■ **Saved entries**
--- START ---

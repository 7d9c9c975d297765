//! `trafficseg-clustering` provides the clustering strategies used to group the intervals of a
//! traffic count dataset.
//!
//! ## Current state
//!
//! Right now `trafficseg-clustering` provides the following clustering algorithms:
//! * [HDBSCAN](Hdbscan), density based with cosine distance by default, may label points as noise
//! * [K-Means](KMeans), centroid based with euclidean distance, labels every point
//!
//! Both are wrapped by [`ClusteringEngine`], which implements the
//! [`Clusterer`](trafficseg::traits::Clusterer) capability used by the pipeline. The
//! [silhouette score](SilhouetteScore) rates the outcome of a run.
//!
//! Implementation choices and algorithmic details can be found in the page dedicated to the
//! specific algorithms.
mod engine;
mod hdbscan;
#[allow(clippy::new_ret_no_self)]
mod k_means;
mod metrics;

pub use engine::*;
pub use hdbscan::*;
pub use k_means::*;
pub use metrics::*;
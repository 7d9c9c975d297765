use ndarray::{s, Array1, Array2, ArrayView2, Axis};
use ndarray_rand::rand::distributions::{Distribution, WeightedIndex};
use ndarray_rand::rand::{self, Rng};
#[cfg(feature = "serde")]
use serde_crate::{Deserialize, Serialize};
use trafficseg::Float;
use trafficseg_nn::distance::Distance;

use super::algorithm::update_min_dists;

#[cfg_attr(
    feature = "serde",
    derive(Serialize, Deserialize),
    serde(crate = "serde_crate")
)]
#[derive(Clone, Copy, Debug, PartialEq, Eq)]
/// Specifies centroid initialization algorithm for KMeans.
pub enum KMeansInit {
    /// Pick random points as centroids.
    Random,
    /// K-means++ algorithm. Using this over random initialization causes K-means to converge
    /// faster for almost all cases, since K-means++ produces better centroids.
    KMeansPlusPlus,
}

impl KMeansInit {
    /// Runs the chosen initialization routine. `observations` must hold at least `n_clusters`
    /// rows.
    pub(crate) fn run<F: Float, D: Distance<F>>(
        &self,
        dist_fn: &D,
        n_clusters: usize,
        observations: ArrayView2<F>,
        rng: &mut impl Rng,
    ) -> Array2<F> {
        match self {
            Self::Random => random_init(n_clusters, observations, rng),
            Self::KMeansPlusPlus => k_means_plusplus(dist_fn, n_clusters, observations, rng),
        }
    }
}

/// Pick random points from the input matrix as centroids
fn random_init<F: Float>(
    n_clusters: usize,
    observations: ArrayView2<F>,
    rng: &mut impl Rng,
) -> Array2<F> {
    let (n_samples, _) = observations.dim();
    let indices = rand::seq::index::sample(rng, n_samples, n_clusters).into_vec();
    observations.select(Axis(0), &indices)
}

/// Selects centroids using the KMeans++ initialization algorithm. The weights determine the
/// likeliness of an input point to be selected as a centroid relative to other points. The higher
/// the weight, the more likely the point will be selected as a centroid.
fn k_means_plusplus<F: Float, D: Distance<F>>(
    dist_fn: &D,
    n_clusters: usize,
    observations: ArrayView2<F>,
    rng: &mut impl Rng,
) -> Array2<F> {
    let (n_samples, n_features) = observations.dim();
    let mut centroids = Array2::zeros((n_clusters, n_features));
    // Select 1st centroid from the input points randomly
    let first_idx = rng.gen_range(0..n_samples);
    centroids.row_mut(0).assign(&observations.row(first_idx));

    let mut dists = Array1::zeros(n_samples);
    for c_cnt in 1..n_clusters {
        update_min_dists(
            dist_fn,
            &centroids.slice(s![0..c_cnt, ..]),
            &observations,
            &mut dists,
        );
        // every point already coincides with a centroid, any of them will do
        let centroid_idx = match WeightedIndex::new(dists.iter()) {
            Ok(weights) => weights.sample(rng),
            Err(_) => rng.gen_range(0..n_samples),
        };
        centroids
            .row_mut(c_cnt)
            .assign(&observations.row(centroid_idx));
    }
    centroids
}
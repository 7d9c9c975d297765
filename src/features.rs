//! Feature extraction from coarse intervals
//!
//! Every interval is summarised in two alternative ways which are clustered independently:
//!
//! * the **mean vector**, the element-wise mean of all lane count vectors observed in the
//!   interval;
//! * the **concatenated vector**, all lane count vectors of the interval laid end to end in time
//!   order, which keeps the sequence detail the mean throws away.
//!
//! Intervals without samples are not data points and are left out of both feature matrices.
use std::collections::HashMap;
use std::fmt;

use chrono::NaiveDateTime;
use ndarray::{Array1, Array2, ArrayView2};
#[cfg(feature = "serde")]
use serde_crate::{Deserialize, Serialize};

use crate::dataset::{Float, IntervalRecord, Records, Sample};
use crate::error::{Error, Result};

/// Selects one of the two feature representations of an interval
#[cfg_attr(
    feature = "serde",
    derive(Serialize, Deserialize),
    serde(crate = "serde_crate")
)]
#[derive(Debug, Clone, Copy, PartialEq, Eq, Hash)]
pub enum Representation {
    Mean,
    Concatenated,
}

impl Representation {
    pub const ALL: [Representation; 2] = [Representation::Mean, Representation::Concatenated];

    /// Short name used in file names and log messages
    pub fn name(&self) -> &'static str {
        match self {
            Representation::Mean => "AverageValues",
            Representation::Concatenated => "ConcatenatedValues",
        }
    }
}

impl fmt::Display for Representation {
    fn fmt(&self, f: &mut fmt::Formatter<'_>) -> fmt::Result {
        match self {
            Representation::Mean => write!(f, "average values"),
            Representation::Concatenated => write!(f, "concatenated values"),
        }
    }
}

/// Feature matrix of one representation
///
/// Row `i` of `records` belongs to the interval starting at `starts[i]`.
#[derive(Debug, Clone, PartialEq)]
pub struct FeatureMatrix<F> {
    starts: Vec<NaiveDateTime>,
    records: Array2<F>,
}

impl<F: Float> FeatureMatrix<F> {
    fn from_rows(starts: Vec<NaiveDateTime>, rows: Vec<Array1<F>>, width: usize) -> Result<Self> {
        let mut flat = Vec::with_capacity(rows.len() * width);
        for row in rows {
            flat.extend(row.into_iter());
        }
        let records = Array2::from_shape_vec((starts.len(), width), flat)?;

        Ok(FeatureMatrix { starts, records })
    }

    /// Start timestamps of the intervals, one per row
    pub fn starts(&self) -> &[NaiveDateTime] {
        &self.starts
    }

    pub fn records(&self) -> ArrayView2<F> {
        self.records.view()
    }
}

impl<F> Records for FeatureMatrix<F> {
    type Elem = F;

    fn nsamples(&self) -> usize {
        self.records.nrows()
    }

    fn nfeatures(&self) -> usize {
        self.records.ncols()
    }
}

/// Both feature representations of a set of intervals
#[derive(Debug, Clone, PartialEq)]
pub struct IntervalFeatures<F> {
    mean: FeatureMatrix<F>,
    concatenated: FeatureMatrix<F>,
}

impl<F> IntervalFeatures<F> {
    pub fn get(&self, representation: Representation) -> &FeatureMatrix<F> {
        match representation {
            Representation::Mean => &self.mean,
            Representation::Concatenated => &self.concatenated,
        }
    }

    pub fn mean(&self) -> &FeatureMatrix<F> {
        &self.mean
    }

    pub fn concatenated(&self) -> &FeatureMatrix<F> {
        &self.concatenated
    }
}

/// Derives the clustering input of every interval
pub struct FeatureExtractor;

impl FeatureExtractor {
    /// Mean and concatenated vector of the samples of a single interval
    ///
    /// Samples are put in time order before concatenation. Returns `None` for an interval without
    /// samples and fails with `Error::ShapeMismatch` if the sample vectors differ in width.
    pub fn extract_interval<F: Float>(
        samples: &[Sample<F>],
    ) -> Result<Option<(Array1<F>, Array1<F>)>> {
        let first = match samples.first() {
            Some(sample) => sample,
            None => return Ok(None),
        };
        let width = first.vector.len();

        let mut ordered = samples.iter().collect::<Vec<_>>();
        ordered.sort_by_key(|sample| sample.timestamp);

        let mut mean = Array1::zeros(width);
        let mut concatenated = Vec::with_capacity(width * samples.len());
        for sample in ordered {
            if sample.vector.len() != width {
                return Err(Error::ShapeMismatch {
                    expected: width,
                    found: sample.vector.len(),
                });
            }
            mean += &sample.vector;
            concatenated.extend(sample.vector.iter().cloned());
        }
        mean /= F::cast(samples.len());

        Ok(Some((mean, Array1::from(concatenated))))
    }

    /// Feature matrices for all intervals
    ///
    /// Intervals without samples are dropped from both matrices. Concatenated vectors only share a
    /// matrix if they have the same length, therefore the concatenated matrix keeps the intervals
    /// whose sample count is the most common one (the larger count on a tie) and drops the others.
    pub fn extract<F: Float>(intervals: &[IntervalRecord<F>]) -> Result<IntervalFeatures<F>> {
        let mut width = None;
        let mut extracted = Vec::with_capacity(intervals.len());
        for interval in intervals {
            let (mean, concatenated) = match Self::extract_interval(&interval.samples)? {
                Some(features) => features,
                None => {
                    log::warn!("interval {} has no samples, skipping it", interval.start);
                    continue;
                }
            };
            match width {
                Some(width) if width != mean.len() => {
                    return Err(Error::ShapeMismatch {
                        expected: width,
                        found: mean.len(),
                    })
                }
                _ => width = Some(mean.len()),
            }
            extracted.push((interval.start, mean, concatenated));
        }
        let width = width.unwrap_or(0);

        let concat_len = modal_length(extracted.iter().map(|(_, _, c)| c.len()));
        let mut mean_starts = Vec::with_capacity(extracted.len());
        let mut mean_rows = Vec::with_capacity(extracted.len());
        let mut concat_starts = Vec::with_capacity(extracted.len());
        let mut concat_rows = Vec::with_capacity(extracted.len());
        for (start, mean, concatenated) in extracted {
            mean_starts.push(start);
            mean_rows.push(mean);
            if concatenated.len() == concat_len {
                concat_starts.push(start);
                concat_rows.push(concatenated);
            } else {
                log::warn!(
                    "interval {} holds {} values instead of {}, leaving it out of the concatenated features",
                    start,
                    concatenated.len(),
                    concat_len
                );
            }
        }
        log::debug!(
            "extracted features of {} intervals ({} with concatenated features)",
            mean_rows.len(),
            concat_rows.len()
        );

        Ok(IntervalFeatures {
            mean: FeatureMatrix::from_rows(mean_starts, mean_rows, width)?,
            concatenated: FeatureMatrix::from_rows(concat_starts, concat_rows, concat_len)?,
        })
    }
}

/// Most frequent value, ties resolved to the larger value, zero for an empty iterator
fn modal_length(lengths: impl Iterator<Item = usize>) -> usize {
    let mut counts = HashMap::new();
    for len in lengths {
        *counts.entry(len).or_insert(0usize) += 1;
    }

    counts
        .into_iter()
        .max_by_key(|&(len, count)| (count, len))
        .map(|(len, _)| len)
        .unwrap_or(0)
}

--- END ---

■ **Exercise prompt**
Wherever the string "provides" occurs in the data, copy the line that holds it.

■ **Solution to the problem**
//! `trafficseg-clustering` provides the clustering strategies used to group the intervals of a
//! Right now `trafficseg-clustering` provides the following clustering algorithms:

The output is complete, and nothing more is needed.